O hoje artilheiro ficou cinco anos sem calçar chuteiras na adolescência. Encontrou nas cestas uma forma de se aproximar dos pais em Tietê, interior de São Paulo. Markão jogava para o pai, técnico da equipe na cidade, e morava com a mãe.
"Peguei muito amor pelo basquete e perdi totalmente o contato com o futebol. Todo o mundo dizia que eu jogava bem e era armador. Eu queria ir morar nos Estados Unidos por causa do basquete", relembra.
Quando chegou aos 16, foi convidado para um amistoso de futebol ao qual não queria ir. Não via sentido. Toninho Oliveira, o treinador, mentiu. Disse que seria apenas uma brincadeira contra adversário de Itu e precisava de um centroavante para completar o time.
Markão aceitou para ajudá-lo. O adversário, na verdade, era o tradicional Ituano. O atacante fez três gols e foi convidado para ficar no clube, então dirigido por Juninho Paulista.
"Tive de escolher entre o futebol, onde vi uma maneira de ajudar minha mãe financeiramente, e o meu amor ao basquete."
Deu futebol. Com 1,96 m, ele é o jogador mais alto da liga no país asiático, o que lhe oferece vantagem também no jogo aéreo.
Markão deixa claro não ter grandes preocupações. Sente-se bem no futebol chinês e em Wuhan, onde recebe reconhecimento na rua pelos gols e pela campanha do time. Não dá nem atenção a notícias publicadas em jornais locais de que poderia ser convidado a se naturalizar e defender a seleção do país.
Ele afirma não ter planos e está aberto a qualquer possibilidade.
Para quem sonhava ir jogar basquete nos Estados Unidos, estar na China mostra a disposição a mudar de ideia, se preciso.
O que ele leva a sério mesmo é sua coleção de tênis da marca Jordan. Três dias antes de falar com a reportagem, ele saiu com o seu tradutor particular para comprar um par. Voltou para casa com mais de 50. Antes disso, havia feito outra compra de 85 modelos.
"Não tenho a menor ideia de quantos tenho. Quando vou ao Brasil, levo no mínimo três malas só com tênis. Meu antigo quarto na casa da minha mãe virou closet só para guardá-los", explica.

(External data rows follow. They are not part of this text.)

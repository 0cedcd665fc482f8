// Store boundary for the attribution pipeline.
//
// The pipeline only ever talks to `AttributionStore`. Production runs use
// PgAttributionStore; tests use testing::MemoryStore.

mod postgres;

pub(crate) use postgres::is_identifier;
pub use postgres::{PgAttributionStore, UpsertTable, ATTRIBUTION_TABLE, CHANNEL_REPORT_TABLE};

use anyhow::Result;
use async_trait::async_trait;
use chrono::NaiveDate;

use crate::types::{AttributionScore, ChannelReportRow, Conversion, SessionCost, SessionTouch};

#[async_trait]
pub trait AttributionStore: Send + Sync {
    // --- Reads ---

    /// Conversions with `conv_date` in `[start, end]`.
    async fn conversions_between(&self, start: NaiveDate, end: NaiveDate) -> Result<Vec<Conversion>>;

    /// All session touches for the given users.
    async fn session_touches_for_users(&self, user_ids: &[String]) -> Result<Vec<SessionTouch>>;

    /// Cost rows for the given sessions.
    async fn session_costs_for_sessions(&self, session_ids: &[String]) -> Result<Vec<SessionCost>>;

    /// Persisted attribution scores for the given conversions.
    async fn scores_for_conversions(&self, conversion_ids: &[String]) -> Result<Vec<AttributionScore>>;

    // --- Upserts ---

    /// Insert or overwrite scores keyed on `(conversion_id, session_id)`.
    ///
    /// Row failures are reported in the summary rather than aborting the
    /// remaining rows. `Err` is reserved for failures that prevent any write.
    async fn upsert_scores(&self, scores: &[AttributionScore]) -> Result<UpsertSummary>;

    /// Insert or overwrite report rows keyed on `(channel_name, date)`.
    async fn upsert_channel_report(&self, rows: &[ChannelReportRow]) -> Result<UpsertSummary>;
}

/// Result of a best-effort upsert.
#[derive(Debug, Clone, Default, PartialEq)]
pub struct UpsertSummary {
    pub written: usize,
    pub failures: Vec<RowFailure>,
}

#[derive(Debug, Clone, PartialEq)]
pub struct RowFailure {
    /// Conflict key of the row, joined with `/`.
    pub key: String,
    pub error: String,
}

impl UpsertSummary {
    pub fn is_clean(&self) -> bool {
        self.failures.is_empty()
    }

    pub fn record_failure(&mut self, key: impl Into<String>, error: impl ToString) {
        self.failures.push(RowFailure {
            key: key.into(),
            error: error.to_string(),
        });
    }
}
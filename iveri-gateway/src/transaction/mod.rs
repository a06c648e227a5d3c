//! Normalized transaction model and its validation gate.
//!
//! A [`Transaction`] carries the caller's inputs (card, amount, 3-D Secure correlation
//! fields), a [`TransactionListener`], and after submission the attached
//! [`TransactionResult`] plus any values the gateway assigned ([`ServerEcho`]).
//! Inputs and server echoes are stored separately; the adapter never overwrites input
//! fields.
//!
//! # Examples
//!
//! ```
//! use std::sync::Arc;
//!
//! use iveri_gateway::transaction::{NoopListener, Transaction};
//! use rust_decimal::Decimal;
//!
//! # fn example() -> iveri_gateway::error::Result<()> {
//! let debit = Transaction::debit(Arc::new(NoopListener))
//!     .with_amount(Decimal::new(10_050, 2))
//!     .with_currency("ZAR")
//!     .with_pan_holder_name("J Smith")
//!     .with_pan_number("4111111111111111")
//!     .with_pan_code("123")
//!     .with_pan_expiry(12, 2030)
//!     .with_reference("order-1")
//!     .build()?;
//!
//! assert_eq!(debit.amount_in_cents(), Some(10_050));
//! # Ok(())
//! # }
//! ```

use std::{fmt, str::FromStr, sync::Arc};

use rust_decimal::{Decimal, RoundingStrategy, prelude::ToPrimitive};
use uuid::Uuid;

use crate::error::{GatewayError, Result};

mod listener;
mod result;

pub use listener::{LifecycleEvent, NoopListener, TracingListener, TransactionListener};
pub(crate) use listener::notify;
pub use result::{AuthorizeDetail, DebitDetail, LookupDetail, ResultDetail, TransactionResult};

/// The three supported transaction kinds.
#[derive(Debug, Clone, Copy, PartialEq, Eq, Hash)]
pub enum TransactionKind {
    /// 3-D Secure enrolment lookup.
    ThreeDSecureLookup,
    /// 3-D Secure authentication of the issuer's PARes.
    ThreeDSecureAuthorize,
    /// Card debit (authorise and settle).
    Debit,
}

impl TransactionKind {
    /// Every kind, in the order used by error messages.
    pub const ALL: [Self; 3] = [Self::Debit, Self::ThreeDSecureLookup, Self::ThreeDSecureAuthorize];

    /// Wire name of the kind.
    #[must_use]
    pub const fn as_str(self) -> &'static str {
        match self {
            Self::ThreeDSecureLookup => "3DSECURE_LOOKUP",
            Self::ThreeDSecureAuthorize => "3DSECURE_AUTHORIZE",
            Self::Debit => "DEBIT",
        }
    }
}

impl fmt::Display for TransactionKind {
    fn fmt(&self, f: &mut fmt::Formatter<'_>) -> fmt::Result {
        f.write_str(self.as_str())
    }
}

impl FromStr for TransactionKind {
    type Err = GatewayError;

    fn from_str(s: &str) -> Result<Self> {
        Self::ALL.into_iter().find(|kind| kind.as_str() == s.trim()).ok_or_else(|| {
            GatewayError::InvalidTransactionKind(format!(
                "Invalid Transaction Type provided. Available types: {}",
                available_kinds()
            ))
        })
    }
}

fn available_kinds() -> String {
    TransactionKind::ALL.map(TransactionKind::as_str).join(",")
}
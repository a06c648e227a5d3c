//! Gateway transports.
//!
//! Two wire protocols reach the same gateway:
//!
//! - [`RestTransport`]: JSON debit with a signed `Authorization` header, 3-D Secure through
//!   the CardinalMPI service ([`centinel`]).
//! - [`LegacyTransport`]: SOAP operations returning pipe-delimited `Key||Value` strings.
//!
//! Both implement the sealed [`GatewayProtocol`] strategy trait and always produce a
//! [`TransactionResult`]. Network failures, bad status codes and unreadable bodies are
//! [`TransportFault`]s internally and are converted into failed results with a fixed
//! code, so nothing from the HTTP layer escapes to the caller.
//!
//! # Examples
//!
//! ```rust,no_run
//! use std::sync::Arc;
//!
//! use iveri_gateway::{
//!     config::Configuration,
//!     transaction::{NoopListener, Transaction},
//!     transport::{GatewayProtocol, HttpTransport, RestTransport},
//! };
//!
//! # async fn example(config: Configuration, debit: Transaction) -> iveri_gateway::error::Result<()> {
//! let transport = RestTransport::new(HttpTransport::new()?);
//! let result = transport.debit(&config, &debit).await;
//! println!("success: {}", result.is_success());
//! # Ok(())
//! # }
//! ```

#[allow(
    redundant_imports,
    reason = "Future needed for RPITIT despite being in Edition 2024 prelude"
)]
use std::future::Future;

use thiserror::Error;
use tracing::warn;

use crate::{
    codes::CONNECTION_ERROR,
    config::Configuration,
    transaction::{Transaction, TransactionKind, TransactionResult},
};

pub mod centinel;
pub mod config;
pub mod http;
pub mod legacy;
pub mod rest;
mod sealed;

#[cfg(test)]
mod tests;

pub use config::HttpConfig;
pub use http::{HttpTransport, RequestContext, TransportResponse};
pub use legacy::LegacyTransport;
pub use rest::RestTransport;

/// Failure below the gateway protocol: the request could not be sent or the response
/// could not be read.
#[derive(Debug, Error)]
pub enum TransportFault {
    /// Connection, TLS, timeout or body read failure.
    #[error("{0}")]
    Http(#[from] reqwest::Error),

    /// Gateway answered with a non-success HTTP status.
    #[error("gateway responded with HTTP status {0}")]
    Status(u16),

    /// Request URL did not parse.
    #[error("invalid request URL: {0}")]
    InvalidUrl(String),

    /// Header name or value contained control characters.
    #[error("invalid header: {0}")]
    InvalidHeader(String),

    /// Response body could not be decoded.
    #[error("malformed response: {0}")]
    Malformed(String),
}

/// Gateway wire protocol.
///
/// This trait is sealed; only the transports in this crate implement it. Each method
/// performs exactly one network call and never fails: every fault is folded into the
/// returned [`TransactionResult`].
pub trait GatewayProtocol: sealed::private::Sealed + Send + Sync {
    /// Performs a 3-D Secure enrolment lookup.
    fn lookup<'a>(
        &'a self,
        config: &'a Configuration,
        transaction: &'a Transaction,
    ) -> impl Future<Output = TransactionResult> + Send + 'a;

    /// Authenticates the issuer's PARes for a prior lookup.
    fn authorize<'a>(
        &'a self,
        config: &'a Configuration,
        transaction: &'a Transaction,
    ) -> impl Future<Output = TransactionResult> + Send + 'a;

    /// Debits the card.
    fn debit<'a>(
        &'a self,
        config: &'a Configuration,
        transaction: &'a Transaction,
    ) -> impl Future<Output = TransactionResult> + Send + 'a;

    /// Returns the protocol name for logging.
    fn protocol_name(&self) -> &'static str;
}

/// Converts a REST-family transport fault into the `N0001` result.
pub(crate) fn connection_failure(kind: TransactionKind, fault: &TransportFault) -> TransactionResult {
    warn!(kind = %kind, error = %fault, "gateway request failed");
    TransactionResult::failure(kind, CONNECTION_ERROR, Some(&format!("Connection Error: {fault}")))
}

Quando volta a Tietê, ele não faz como os outros boleiros do país que atuam no exterior e passam as férias entre um amistoso e outro de fuebol com os amigos. Markão só joga basquete. Algo que não pode fazer em Wuhan.
"As pessoas aqui são gratas pelo que estamos fazendo. Muitos acompanham de perto porque antes a cidade era falada apenas por causa da pandemia."